(Stored items)
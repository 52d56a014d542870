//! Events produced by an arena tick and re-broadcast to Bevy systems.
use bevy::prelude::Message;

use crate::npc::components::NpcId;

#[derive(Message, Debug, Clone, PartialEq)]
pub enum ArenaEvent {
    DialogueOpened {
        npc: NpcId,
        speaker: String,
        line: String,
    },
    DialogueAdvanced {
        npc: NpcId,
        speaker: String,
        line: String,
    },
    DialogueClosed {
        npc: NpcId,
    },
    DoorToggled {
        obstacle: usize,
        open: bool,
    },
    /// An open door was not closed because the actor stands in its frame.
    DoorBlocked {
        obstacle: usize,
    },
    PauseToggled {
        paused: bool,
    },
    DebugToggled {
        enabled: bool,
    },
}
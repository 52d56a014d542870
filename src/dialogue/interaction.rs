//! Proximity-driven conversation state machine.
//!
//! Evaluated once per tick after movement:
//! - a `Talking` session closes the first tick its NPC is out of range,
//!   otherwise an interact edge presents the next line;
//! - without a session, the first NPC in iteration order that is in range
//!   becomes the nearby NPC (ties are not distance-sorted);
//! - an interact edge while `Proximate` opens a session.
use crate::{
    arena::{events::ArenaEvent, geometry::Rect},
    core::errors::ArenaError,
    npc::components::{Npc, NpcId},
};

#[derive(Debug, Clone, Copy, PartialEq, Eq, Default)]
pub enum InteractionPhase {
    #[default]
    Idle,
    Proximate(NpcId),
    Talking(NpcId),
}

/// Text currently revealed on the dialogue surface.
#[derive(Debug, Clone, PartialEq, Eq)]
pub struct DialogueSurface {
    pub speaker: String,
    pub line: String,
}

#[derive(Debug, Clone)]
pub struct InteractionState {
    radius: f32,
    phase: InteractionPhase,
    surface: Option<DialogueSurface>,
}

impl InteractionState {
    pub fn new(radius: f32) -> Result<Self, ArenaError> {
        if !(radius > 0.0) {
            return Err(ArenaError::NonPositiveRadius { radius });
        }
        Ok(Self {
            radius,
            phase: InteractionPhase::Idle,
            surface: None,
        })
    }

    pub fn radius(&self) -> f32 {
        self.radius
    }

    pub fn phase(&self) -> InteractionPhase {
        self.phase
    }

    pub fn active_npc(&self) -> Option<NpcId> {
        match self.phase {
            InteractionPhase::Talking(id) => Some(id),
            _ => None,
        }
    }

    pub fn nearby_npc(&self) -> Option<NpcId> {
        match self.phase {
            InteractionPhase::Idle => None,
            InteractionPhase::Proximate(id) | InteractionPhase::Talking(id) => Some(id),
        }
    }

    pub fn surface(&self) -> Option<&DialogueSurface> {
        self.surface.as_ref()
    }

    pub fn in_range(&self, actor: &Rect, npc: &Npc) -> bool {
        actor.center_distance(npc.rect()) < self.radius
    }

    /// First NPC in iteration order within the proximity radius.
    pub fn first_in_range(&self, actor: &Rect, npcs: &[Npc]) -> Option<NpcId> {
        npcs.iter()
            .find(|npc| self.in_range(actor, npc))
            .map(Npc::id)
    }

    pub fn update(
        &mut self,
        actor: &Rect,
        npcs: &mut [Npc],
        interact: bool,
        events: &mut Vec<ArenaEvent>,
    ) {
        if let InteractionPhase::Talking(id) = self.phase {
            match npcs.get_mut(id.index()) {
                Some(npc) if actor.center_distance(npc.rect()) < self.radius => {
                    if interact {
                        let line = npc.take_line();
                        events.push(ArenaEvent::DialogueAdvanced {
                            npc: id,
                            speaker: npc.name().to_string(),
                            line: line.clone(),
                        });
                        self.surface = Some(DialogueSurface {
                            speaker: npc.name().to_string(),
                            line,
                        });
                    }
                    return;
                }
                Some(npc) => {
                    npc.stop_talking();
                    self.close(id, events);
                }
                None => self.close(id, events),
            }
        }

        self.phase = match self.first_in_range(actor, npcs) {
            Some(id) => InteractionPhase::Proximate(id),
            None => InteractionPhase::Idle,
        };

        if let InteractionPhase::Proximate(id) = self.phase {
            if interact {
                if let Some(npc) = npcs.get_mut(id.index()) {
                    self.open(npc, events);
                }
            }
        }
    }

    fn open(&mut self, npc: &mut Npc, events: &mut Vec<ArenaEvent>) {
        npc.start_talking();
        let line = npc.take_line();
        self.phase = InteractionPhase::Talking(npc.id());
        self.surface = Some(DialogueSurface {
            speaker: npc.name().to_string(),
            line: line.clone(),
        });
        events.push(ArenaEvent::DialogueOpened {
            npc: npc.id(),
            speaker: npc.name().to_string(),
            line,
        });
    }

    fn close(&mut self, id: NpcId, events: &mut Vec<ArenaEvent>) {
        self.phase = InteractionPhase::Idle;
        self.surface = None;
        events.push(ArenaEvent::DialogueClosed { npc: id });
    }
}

● Task:
Every line of the data above should be copied exactly.

● Exercise output:
repository 52d56a014d542870
//! Events produced by an arena tick and re-broadcast to Bevy systems.
use bevy::prelude::Message;

use crate::npc::components::NpcId;

#[derive(Message, Debug, Clone, PartialEq)]
pub enum ArenaEvent {
    DialogueOpened {
        npc: NpcId,
        speaker: String,
        line: String,
    },
    DialogueAdvanced {
        npc: NpcId,
        speaker: String,
        line: String,
    },
    DialogueClosed {
        npc: NpcId,
    },
    DoorToggled {
        obstacle: usize,
        open: bool,
    },
    /// An open door was not closed because the actor stands in its frame.
    DoorBlocked {
        obstacle: usize,
    },
    PauseToggled {
        paused: bool,
    },
    DebugToggled {
        enabled: bool,
    },
}
repository 52d56a014d542870
filename src/dialogue/interaction.rs
//! Proximity-driven conversation state machine.
//!
//! Evaluated once per tick after movement:
//! - a `Talking` session closes the first tick its NPC is out of range,
//!   otherwise an interact edge presents the next line;
//! - without a session, the first NPC in iteration order that is in range
//!   becomes the nearby NPC (ties are not distance-sorted);
//! - an interact edge while `Proximate` opens a session.
use crate::{
    arena::{events::ArenaEvent, geometry::Rect},
    core::errors::ArenaError,
    npc::components::{Npc, NpcId},
};

#[derive(Debug, Clone, Copy, PartialEq, Eq, Default)]
pub enum InteractionPhase {
    #[default]
    Idle,
    Proximate(NpcId),
    Talking(NpcId),
}

/// Text currently revealed on the dialogue surface.
#[derive(Debug, Clone, PartialEq, Eq)]
pub struct DialogueSurface {
    pub speaker: String,
    pub line: String,
}

#[derive(Debug, Clone)]
pub struct InteractionState {
    radius: f32,
    phase: InteractionPhase,
    surface: Option<DialogueSurface>,
}

impl InteractionState {
    pub fn new(radius: f32) -> Result<Self, ArenaError> {
        if !(radius > 0.0) {
            return Err(ArenaError::NonPositiveRadius { radius });
        }
        Ok(Self {
            radius,
            phase: InteractionPhase::Idle,
            surface: None,
        })
    }

    pub fn radius(&self) -> f32 {
        self.radius
    }

    pub fn phase(&self) -> InteractionPhase {
        self.phase
    }

    pub fn active_npc(&self) -> Option<NpcId> {
        match self.phase {
            InteractionPhase::Talking(id) => Some(id),
            _ => None,
        }
    }

    pub fn nearby_npc(&self) -> Option<NpcId> {
        match self.phase {
            InteractionPhase::Idle => None,
            InteractionPhase::Proximate(id) | InteractionPhase::Talking(id) => Some(id),
        }
    }

    pub fn surface(&self) -> Option<&DialogueSurface> {
        self.surface.as_ref()
    }

    pub fn in_range(&self, actor: &Rect, npc: &Npc) -> bool {
        actor.center_distance(npc.rect()) < self.radius
    }

    /// First NPC in iteration order within the proximity radius.
    pub fn first_in_range(&self, actor: &Rect, npcs: &[Npc]) -> Option<NpcId> {
        npcs.iter()
            .find(|npc| self.in_range(actor, npc))
            .map(Npc::id)
    }

    pub fn update(
        &mut self,
        actor: &Rect,
        npcs: &mut [Npc],
        interact: bool,
        events: &mut Vec<ArenaEvent>,
    ) {
        if let InteractionPhase::Talking(id) = self.phase {
            match npcs.get_mut(id.index()) {
                Some(npc) if actor.center_distance(npc.rect()) < self.radius => {
                    if interact {
                        let line = npc.take_line();
                        events.push(ArenaEvent::DialogueAdvanced {
                            npc: id,
                            speaker: npc.name().to_string(),
                            line: line.clone(),
                        });
                        self.surface = Some(DialogueSurface {
                            speaker: npc.name().to_string(),
                            line,
                        });
                    }
                    return;
                }
                Some(npc) => {
                    npc.stop_talking();
                    self.close(id, events);
                }
                None => self.close(id, events),
            }
        }

        self.phase = match self.first_in_range(actor, npcs) {
            Some(id) => InteractionPhase::Proximate(id),
            None => InteractionPhase::Idle,
        };

        if let InteractionPhase::Proximate(id) = self.phase {
            if interact {
                if let Some(npc) = npcs.get_mut(id.index()) {
                    self.open(npc, events);
                }
            }
        }
    }

    fn open(&mut self, npc: &mut Npc, events: &mut Vec<ArenaEvent>) {
        npc.start_talking();
        let line = npc.take_line();
        self.phase = InteractionPhase::Talking(npc.id());
        self.surface = Some(DialogueSurface {
            speaker: npc.name().to_string(),
            line: line.clone(),
        });
        events.push(ArenaEvent::DialogueOpened {
            npc: npc.id(),
            speaker: npc.name().to_string(),
            line,
        });
    }

    fn close(&mut self, id: NpcId, events: &mut Vec<ArenaEvent>) {
        self.phase = InteractionPhase::Idle;
        self.surface = None;
        events.push(ArenaEvent::DialogueClosed { npc: id });
    }
}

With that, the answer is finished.